▶ _DATASET ENTRIES_:
= Beginning of Section =
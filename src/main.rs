use std::path::PathBuf;

use anyhow::{Context, Result};
use clap::{Parser, ValueEnum};
use sched_model::{
    QuantumExpiry, SchedConfig, SchedCore, Scheme, Sim,
    sim::{BernoulliWorkload, load_trace},
};

#[derive(Debug, Clone, Copy, ValueEnum)]
enum QuantumMode {
    Rotate,
    Ignore,
}

/// Discrete-event multi-core CPU scheduling model.
///
/// Reads a job trace (or generates a random workload), runs it through the
/// chosen scheme and prints the average waiting, turnaround and response times.
#[derive(Parser, Debug)]
#[command(name = "sched_model")]
struct Args {
    /// Job trace: one `arrival duration priority` per line
    trace: Option<PathBuf>,

    /// Number of cores
    #[arg(short, long, env = "SCHED_CORES", default_value = "1")]
    cores: usize,

    /// Scheme: fcfs, sjf, psjf, pri, ppri or rr
    #[arg(short, long, env = "SCHED_SCHEME", default_value = "fcfs", value_parser = parse_scheme)]
    scheme: Scheme,

    /// Round-robin time slice in ticks
    #[arg(short, long, env = "SCHED_QUANTUM")]
    quantum: Option<u64>,

    /// What a quantum expiry does under round-robin
    #[arg(long, value_enum, default_value = "rotate")]
    quantum_mode: QuantumMode,

    /// Ticks of random arrivals when no trace is given
    #[arg(long, default_value = "500")]
    ticks: u64,

    /// Per-tick arrival probability
    #[arg(long, default_value = "0.3")]
    p_arrival: f64,

    /// Probability that an arriving job is short
    #[arg(long, default_value = "0.3")]
    p_short: f64,

    #[arg(long, default_value = "2")]
    short_ticks: u64,

    #[arg(long, default_value = "6")]
    long_ticks: u64,

    /// Priorities are drawn from 0..levels
    #[arg(long, default_value = "4")]
    priority_levels: i32,

    #[arg(long, default_value = "0")]
    seed: u64,

    /// Print the queue after every event
    #[arg(long)]
    show_queue: bool,

    /// Print scheduling decisions as they happen
    #[arg(long)]
    events: bool,

    /// Print the report as JSON
    #[arg(long)]
    json: bool,
}

fn parse_scheme(s: &str) -> Result<Scheme, String> {
    s.parse().map_err(|err: sched_model::SchedError| err.to_string())
}

fn main() -> Result<()> {
    tracing_subscriber::fmt()
        .with_env_filter(
            tracing_subscriber::EnvFilter::try_from_default_env()
                .unwrap_or_else(|_| tracing_subscriber::EnvFilter::new("warn")),
        )
        .with_target(false)
        .init();

    let args = Args::parse();

    let jobs = match &args.trace {
        Some(path) => load_trace(path)
            .with_context(|| format!("failed to load trace {}", path.display()))?,
        None => BernoulliWorkload {
            ticks: args.ticks,
            p_arrival: args.p_arrival,
            p_short: args.p_short,
            short_ticks: args.short_ticks,
            long_ticks: args.long_ticks,
            priority_levels: args.priority_levels,
            seed: args.seed,
        }
        .generate(),
    };

    let config = SchedConfig {
        quantum_expiry: match args.quantum_mode {
            QuantumMode::Rotate => QuantumExpiry::Rotate,
            QuantumMode::Ignore => QuantumExpiry::Ignore,
        },
    };
    let core = SchedCore::with_config(args.cores, args.scheme, config)
        .context("failed to start scheduler")?;
    let mut sim = Sim::new(jobs, core, args.quantum);

    while let Some(step) = sim.step().context("simulation step failed")? {
        if args.events {
            println!("t={} {:?}", step.time, step.event);
            for decision in &step.decisions {
                println!("t={}   {:?}", step.time, decision);
            }
        }
        if args.show_queue {
            println!("t={} queue: {}", step.time, sim.core.queue_snapshot());
        }
    }

    let report = sim.report().context("run produced no statistics")?;
    if args.json {
        println!("{}", serde_json::to_string_pretty(&report)?);
    } else {
        println!("Scheme: {} on {} core(s)", report.scheme, report.cores);
        println!("Jobs: {}", report.stats.jobs);
        println!(
            "Average waiting time: {:.2} ticks",
            report.stats.average_waiting_time
        );
        println!(
            "Average turnaround time: {:.2} ticks",
            report.stats.average_turnaround_time
        );
        println!(
            "Average response time: {:.2} ticks",
            report.stats.average_response_time
        );
        println!("Preemptions: {}", report.preemptions);
        println!("Longest response time: {} ticks", report.max_response_time);
        println!("Makespan: {} ticks", report.makespan);
    }

    sim.core.shutdown();
    Ok(())
}
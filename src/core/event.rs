use serde::Serialize;

use crate::core::{CoreId, JobId};

#[derive(Debug, Clone, Copy, PartialEq, Eq, Serialize)]
pub enum SchedCoreEvent {
    Dispatched {
        job: JobId,
        core: CoreId,
    },
    // `job` lost `core` to `by`
    Preempted {
        job: JobId,
        core: CoreId,
        by: JobId,
    },
    Finished {
        job: JobId,
        core: Option<CoreId>,
    },
    // Quantum ran out; job went to the back of the queue
    Rotated {
        job: JobId,
        core: CoreId,
    },
}
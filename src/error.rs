use std::collections::TryReserveError;

use thiserror::Error;

use crate::core::{CoreId, JobId};

#[derive(Debug, Error)]
pub enum SchedError {
    #[error("scheduler requires at least one core")]
    NoCores,

    #[error("core {core} out of range ({count} cores)")]
    CoreOutOfRange { core: CoreId, count: usize },

    #[error("job {0} already arrived")]
    DuplicateJob(JobId),

    #[error("statistics requested for a run with no jobs")]
    EmptyRun,

    #[error("statistics requested while {0} jobs are unfinished")]
    RunIncomplete(usize),

    #[error("allocation failed: {0}")]
    Alloc(#[from] TryReserveError),

    #[error("unknown scheme: {0}")]
    UnknownScheme(String),

    #[error("trace line {line}: {reason}")]
    Trace { line: usize, reason: String },

    #[error("IO error: {0}")]
    Io(#[from] std::io::Error),
}
pub mod driver;
pub mod job;
pub mod trace;
pub mod workload;

pub use driver::{Report, Sim, SimEvent, Step};
pub use job::{JobInstance, JobSpec};
pub use trace::{load_trace, parse_trace};
pub use workload::BernoulliWorkload;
= End of Section =
▶ _YOUR INSTRUCTIONS_: When the string "bool" appears in a line of the records above, that line is to be copied.

▶ _RESPONSE TO THIS TASK_:
    show_queue: bool,
    events: bool,
    json: bool,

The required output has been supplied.